Another notable run-off race will take place in Beit Shemesh after incumbent Mayor Aliza Bloch edged out her predecessor Moshe Abutbul for second place. With all ballots counted, Bloch had 32.4% of the vote to Abutbul’s 31.9%.

She’s now slated to face off against Shmuel Greenberg, of the ultra-Orthodox Degel HaTorah party, who received 35.7% of votes. Now that Abutbul is out of the running, his Shas party has lined up behind Greenberg in an effort to reestablish ultra-Orthodox control of the city.

In an open letter, Shas’s Council of Torah Sages called on residents of Beit Shemesh to vote for Greenberg with the understanding that Degel voters would then back a Shas candidate in the next election.

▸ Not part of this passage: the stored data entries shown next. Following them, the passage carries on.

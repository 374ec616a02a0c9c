//! # Widget Placements
//!
//! One configured switcher on the page ([`WidgetInstanceConfig`]) and the
//! [`WidgetPresenter`] that wraps a renderer's output in the host's chrome.
pub mod instance;
pub mod presenter;

pub use instance::WidgetInstanceConfig;
pub use presenter::{DisplayMode, PageState, PresenterOptions, WidgetChrome, WidgetPresenter};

Beit Shemesh mayor and candidate Aliza Bloch casts her ballot at a voting station on the morning of the Municipal Elections, in Beit Shemesh, February 27, 2024. (Yaakov Lederman/Flash90)

During the first round of voting on February 27, police arrested two Beit Shemesh men on suspicion of voter fraud for allegedly offering money to residents to vote for a specific candidate.

During the 2013 election, local police discovered hundreds of identity cards in an apartment and car believed to belong to supporters of Abutbul — raising suspicions that they had planned to identify non-voters and pay them for their identity cards so that Abutbul supporters could use them to cast fraudulent ballots.

The Jerusalem District Court subsequently ordered new elections, which Abutbul won with 51% of the vote. His term in office coincided with a series of violent attacks by extremists attempting to impose their strict ultra-Orthodox values on their neighbors.

Rehovot will also hold a run-off between Matan Dil and Zohar Blum after incumbent Mayor Rahamim Malul trailed behind them in third place.

Run-off elections will also be held in Efrat and Ariel after no candidate secured 40% of the vote in either of the West Bank settlements.

The Ariel election presents an opportunity for a political comeback for former Likud MK Oren Hazan, whose campaign comes four-and-a-half years after he was sentenced to 100 hours of community service for physically and verbally abusing a municipal worker there.

After his election in 2015, Israeli TV reported that the freshman MK had hired prostitutes for his friends and used hard drugs in Bulgaria, where he used to run a casino.

Then-Likud Knesset member Oren Hazan reacts during a Knesset plenary session, on November 27, 2017. (Hadas Parush/Flash90)

Hazan’s one term as an MK was filled with scandals and, in January 2018, he was the first Knesset member in the history of the State of Israel to receive a six-month ban on parliamentary activities, as punishment for a series of incidents in which he insulted his fellow lawmakers.

He is facing off in the vote against Yair Chetboun.

Further run-off elections will also be held in Abu Ghosh, Kafr Kanna, Ness Ziona, Kiryat Gat and Ramle. The day will not be a legal holiday and voting will be restricted to the hours of 1:00 p.m.-10:00 p.m.

Polls will be open on IDF bases and in the field in Gaza as well, according to the Interior Ministry.

In total, 3,511,758 out of 7,100,390 eligible voters cast ballots on February 27, or 49%, down from 56% during the previous municipal elections in 2018.

Altogether, 24,910 candidates ran for election on 4,500 party slates, including 801 candidates for mayor, of whom only 83 were women. Voters cast two ballots; one for the head of the council, and a second for a council slate.

Approximately 50,000 officials were involved in staging the elections, which cost the country some NIS 1 billion ($277 million).

Times of Israel staff contributed to this report.